* _Required work_: From the first line to the last, please write out the data exactly.

(Collected data)
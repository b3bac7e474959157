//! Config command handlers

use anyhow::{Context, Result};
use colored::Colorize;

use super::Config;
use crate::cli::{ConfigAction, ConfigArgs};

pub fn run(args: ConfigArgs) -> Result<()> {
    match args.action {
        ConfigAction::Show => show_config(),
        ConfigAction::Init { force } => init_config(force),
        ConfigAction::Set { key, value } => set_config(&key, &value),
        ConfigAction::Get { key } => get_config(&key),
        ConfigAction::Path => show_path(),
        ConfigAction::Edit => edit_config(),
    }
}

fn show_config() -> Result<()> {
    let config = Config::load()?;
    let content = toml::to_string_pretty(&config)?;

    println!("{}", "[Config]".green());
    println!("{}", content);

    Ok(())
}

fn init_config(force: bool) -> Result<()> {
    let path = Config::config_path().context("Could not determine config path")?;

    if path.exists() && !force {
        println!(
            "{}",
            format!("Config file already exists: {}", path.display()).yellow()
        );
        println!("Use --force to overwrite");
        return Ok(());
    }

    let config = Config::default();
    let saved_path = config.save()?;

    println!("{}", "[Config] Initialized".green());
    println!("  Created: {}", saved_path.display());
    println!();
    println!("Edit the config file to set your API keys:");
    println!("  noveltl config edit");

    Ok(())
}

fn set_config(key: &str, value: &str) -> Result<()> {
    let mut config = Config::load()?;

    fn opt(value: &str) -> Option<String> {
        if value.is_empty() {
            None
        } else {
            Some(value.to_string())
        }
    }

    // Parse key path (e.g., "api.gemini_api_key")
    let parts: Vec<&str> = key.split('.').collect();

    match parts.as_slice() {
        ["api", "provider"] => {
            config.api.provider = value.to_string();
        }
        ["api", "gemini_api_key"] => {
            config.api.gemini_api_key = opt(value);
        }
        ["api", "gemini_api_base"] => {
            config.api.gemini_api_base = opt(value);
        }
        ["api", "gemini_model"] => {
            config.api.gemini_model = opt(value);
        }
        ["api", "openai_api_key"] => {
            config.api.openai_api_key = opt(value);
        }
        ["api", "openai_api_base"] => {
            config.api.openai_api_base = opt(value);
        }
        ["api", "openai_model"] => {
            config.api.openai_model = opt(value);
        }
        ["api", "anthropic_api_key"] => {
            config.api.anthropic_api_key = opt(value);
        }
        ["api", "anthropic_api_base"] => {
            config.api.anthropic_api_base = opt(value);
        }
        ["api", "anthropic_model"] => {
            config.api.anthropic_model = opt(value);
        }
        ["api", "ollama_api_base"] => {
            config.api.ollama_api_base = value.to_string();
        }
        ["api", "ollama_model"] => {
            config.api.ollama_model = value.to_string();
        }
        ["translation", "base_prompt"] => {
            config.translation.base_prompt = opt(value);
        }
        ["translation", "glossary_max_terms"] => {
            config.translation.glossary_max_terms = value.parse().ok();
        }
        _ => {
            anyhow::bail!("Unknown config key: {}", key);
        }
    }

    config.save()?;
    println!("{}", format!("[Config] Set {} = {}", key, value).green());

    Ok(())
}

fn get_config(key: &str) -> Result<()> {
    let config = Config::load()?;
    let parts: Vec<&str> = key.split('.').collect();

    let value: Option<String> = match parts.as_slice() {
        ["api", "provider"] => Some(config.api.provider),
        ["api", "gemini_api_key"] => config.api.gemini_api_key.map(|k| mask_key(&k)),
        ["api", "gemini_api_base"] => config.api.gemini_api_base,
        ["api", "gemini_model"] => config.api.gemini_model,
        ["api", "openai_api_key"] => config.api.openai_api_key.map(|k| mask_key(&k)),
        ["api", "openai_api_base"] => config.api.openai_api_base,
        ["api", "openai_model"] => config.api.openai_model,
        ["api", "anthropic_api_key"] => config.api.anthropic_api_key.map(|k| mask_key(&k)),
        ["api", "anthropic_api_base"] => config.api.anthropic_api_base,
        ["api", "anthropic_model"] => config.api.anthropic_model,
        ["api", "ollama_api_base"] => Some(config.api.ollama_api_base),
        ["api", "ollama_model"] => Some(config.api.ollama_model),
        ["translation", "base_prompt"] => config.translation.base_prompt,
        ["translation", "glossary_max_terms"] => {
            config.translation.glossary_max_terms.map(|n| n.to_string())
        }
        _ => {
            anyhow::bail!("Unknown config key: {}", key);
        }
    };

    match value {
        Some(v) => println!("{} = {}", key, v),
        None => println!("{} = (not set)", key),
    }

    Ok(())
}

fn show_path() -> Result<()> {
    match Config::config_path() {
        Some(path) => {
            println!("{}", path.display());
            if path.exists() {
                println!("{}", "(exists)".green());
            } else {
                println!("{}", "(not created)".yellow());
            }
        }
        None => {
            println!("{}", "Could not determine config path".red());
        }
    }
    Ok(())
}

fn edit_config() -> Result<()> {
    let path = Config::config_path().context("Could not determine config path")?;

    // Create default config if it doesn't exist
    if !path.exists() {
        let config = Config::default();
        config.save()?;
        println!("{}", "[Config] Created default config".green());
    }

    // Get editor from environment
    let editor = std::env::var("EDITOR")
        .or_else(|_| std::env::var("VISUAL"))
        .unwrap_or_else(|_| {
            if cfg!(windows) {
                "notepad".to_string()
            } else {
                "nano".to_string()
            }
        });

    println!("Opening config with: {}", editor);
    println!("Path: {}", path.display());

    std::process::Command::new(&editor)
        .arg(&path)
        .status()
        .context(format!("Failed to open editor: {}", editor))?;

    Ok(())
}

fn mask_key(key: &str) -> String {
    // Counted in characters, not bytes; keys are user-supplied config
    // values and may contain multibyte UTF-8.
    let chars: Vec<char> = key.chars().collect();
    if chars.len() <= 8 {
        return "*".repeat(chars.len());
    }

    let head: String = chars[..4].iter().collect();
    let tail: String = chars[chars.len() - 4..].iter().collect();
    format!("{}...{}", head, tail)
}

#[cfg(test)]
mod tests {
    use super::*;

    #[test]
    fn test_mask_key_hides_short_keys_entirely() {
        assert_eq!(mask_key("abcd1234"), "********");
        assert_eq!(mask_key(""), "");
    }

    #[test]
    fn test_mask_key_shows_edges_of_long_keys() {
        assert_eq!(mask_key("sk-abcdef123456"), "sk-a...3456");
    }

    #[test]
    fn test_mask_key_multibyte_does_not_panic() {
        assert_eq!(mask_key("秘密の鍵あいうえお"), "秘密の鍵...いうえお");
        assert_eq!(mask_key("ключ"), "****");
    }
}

* _Result of the task_:
repository b3bac7e474959157
//! Config command handlers

use anyhow::{Context, Result};
use colored::Colorize;

use super::Config;
use crate::cli::{ConfigAction, ConfigArgs};

pub fn run(args: ConfigArgs) -> Result<()> {
    match args.action {
        ConfigAction::Show => show_config(),
        ConfigAction::Init { force } => init_config(force),
        ConfigAction::Set { key, value } => set_config(&key, &value),
        ConfigAction::Get { key } => get_config(&key),
        ConfigAction::Path => show_path(),
        ConfigAction::Edit => edit_config(),
    }
}

fn show_config() -> Result<()> {
    let config = Config::load()?;
    let content = toml::to_string_pretty(&config)?;

    println!("{}", "[Config]".green());
    println!("{}", content);

    Ok(())
}

fn init_config(force: bool) -> Result<()> {
    let path = Config::config_path().context("Could not determine config path")?;

    if path.exists() && !force {
        println!(
            "{}",
            format!("Config file already exists: {}", path.display()).yellow()
        );
        println!("Use --force to overwrite");
        return Ok(());
    }

    let config = Config::default();
    let saved_path = config.save()?;

    println!("{}", "[Config] Initialized".green());
    println!("  Created: {}", saved_path.display());
    println!();
    println!("Edit the config file to set your API keys:");
    println!("  noveltl config edit");

    Ok(())
}

fn set_config(key: &str, value: &str) -> Result<()> {
    let mut config = Config::load()?;

    fn opt(value: &str) -> Option<String> {
        if value.is_empty() {
            None
        } else {
            Some(value.to_string())
        }
    }

    // Parse key path (e.g., "api.gemini_api_key")
    let parts: Vec<&str> = key.split('.').collect();

    match parts.as_slice() {
        ["api", "provider"] => {
            config.api.provider = value.to_string();
        }
        ["api", "gemini_api_key"] => {
            config.api.gemini_api_key = opt(value);
        }
        ["api", "gemini_api_base"] => {
            config.api.gemini_api_base = opt(value);
        }
        ["api", "gemini_model"] => {
            config.api.gemini_model = opt(value);
        }
        ["api", "openai_api_key"] => {
            config.api.openai_api_key = opt(value);
        }
        ["api", "openai_api_base"] => {
            config.api.openai_api_base = opt(value);
        }
        ["api", "openai_model"] => {
            config.api.openai_model = opt(value);
        }
        ["api", "anthropic_api_key"] => {
            config.api.anthropic_api_key = opt(value);
        }
        ["api", "anthropic_api_base"] => {
            config.api.anthropic_api_base = opt(value);
        }
        ["api", "anthropic_model"] => {
            config.api.anthropic_model = opt(value);
        }
        ["api", "ollama_api_base"] => {
            config.api.ollama_api_base = value.to_string();
        }
        ["api", "ollama_model"] => {
            config.api.ollama_model = value.to_string();
        }
        ["translation", "base_prompt"] => {
            config.translation.base_prompt = opt(value);
        }
        ["translation", "glossary_max_terms"] => {
            config.translation.glossary_max_terms = value.parse().ok();
        }
        _ => {
            anyhow::bail!("Unknown config key: {}", key);
        }
    }

    config.save()?;
    println!("{}", format!("[Config] Set {} = {}", key, value).green());

    Ok(())
}

fn get_config(key: &str) -> Result<()> {
    let config = Config::load()?;
    let parts: Vec<&str> = key.split('.').collect();

    let value: Option<String> = match parts.as_slice() {
        ["api", "provider"] => Some(config.api.provider),
        ["api", "gemini_api_key"] => config.api.gemini_api_key.map(|k| mask_key(&k)),
        ["api", "gemini_api_base"] => config.api.gemini_api_base,
        ["api", "gemini_model"] => config.api.gemini_model,
        ["api", "openai_api_key"] => config.api.openai_api_key.map(|k| mask_key(&k)),
        ["api", "openai_api_base"] => config.api.openai_api_base,
        ["api", "openai_model"] => config.api.openai_model,
        ["api", "anthropic_api_key"] => config.api.anthropic_api_key.map(|k| mask_key(&k)),
        ["api", "anthropic_api_base"] => config.api.anthropic_api_base,
        ["api", "anthropic_model"] => config.api.anthropic_model,
        ["api", "ollama_api_base"] => Some(config.api.ollama_api_base),
        ["api", "ollama_model"] => Some(config.api.ollama_model),
        ["translation", "base_prompt"] => config.translation.base_prompt,
        ["translation", "glossary_max_terms"] => {
            config.translation.glossary_max_terms.map(|n| n.to_string())
        }
        _ => {
            anyhow::bail!("Unknown config key: {}", key);
        }
    };

    match value {
        Some(v) => println!("{} = {}", key, v),
        None => println!("{} = (not set)", key),
    }

    Ok(())
}

fn show_path() -> Result<()> {
    match Config::config_path() {
        Some(path) => {
            println!("{}", path.display());
            if path.exists() {
                println!("{}", "(exists)".green());
            } else {
                println!("{}", "(not created)".yellow());
            }
        }
        None => {
            println!("{}", "Could not determine config path".red());
        }
    }
    Ok(())
}

fn edit_config() -> Result<()> {
    let path = Config::config_path().context("Could not determine config path")?;

    // Create default config if it doesn't exist
    if !path.exists() {
        let config = Config::default();
        config.save()?;
        println!("{}", "[Config] Created default config".green());
    }

    // Get editor from environment
    let editor = std::env::var("EDITOR")
        .or_else(|_| std::env::var("VISUAL"))
        .unwrap_or_else(|_| {
            if cfg!(windows) {
                "notepad".to_string()
            } else {
                "nano".to_string()
            }
        });

    println!("Opening config with: {}", editor);
    println!("Path: {}", path.display());

    std::process::Command::new(&editor)
        .arg(&path)
        .status()
        .context(format!("Failed to open editor: {}", editor))?;

    Ok(())
}

fn mask_key(key: &str) -> String {
    // Counted in characters, not bytes; keys are user-supplied config
    // values and may contain multibyte UTF-8.
    let chars: Vec<char> = key.chars().collect();
    if chars.len() <= 8 {
        return "*".repeat(chars.len());
    }

    let head: String = chars[..4].iter().collect();
    let tail: String = chars[chars.len() - 4..].iter().collect();
    format!("{}...{}", head, tail)
}

#[cfg(test)]
mod tests {
    use super::*;

    #[test]
    fn test_mask_key_hides_short_keys_entirely() {
        assert_eq!(mask_key("abcd1234"), "********");
        assert_eq!(mask_key(""), "");
    }

    #[test]
    fn test_mask_key_shows_edges_of_long_keys() {
        assert_eq!(mask_key("sk-abcdef123456"), "sk-a...3456");
    }

    #[test]
    fn test_mask_key_multibyte_does_not_panic() {
        assert_eq!(mask_key("秘密の鍵あいうえお"), "秘密の鍵...いうえお");
        assert_eq!(mask_key("ключ"), "****");
    }
}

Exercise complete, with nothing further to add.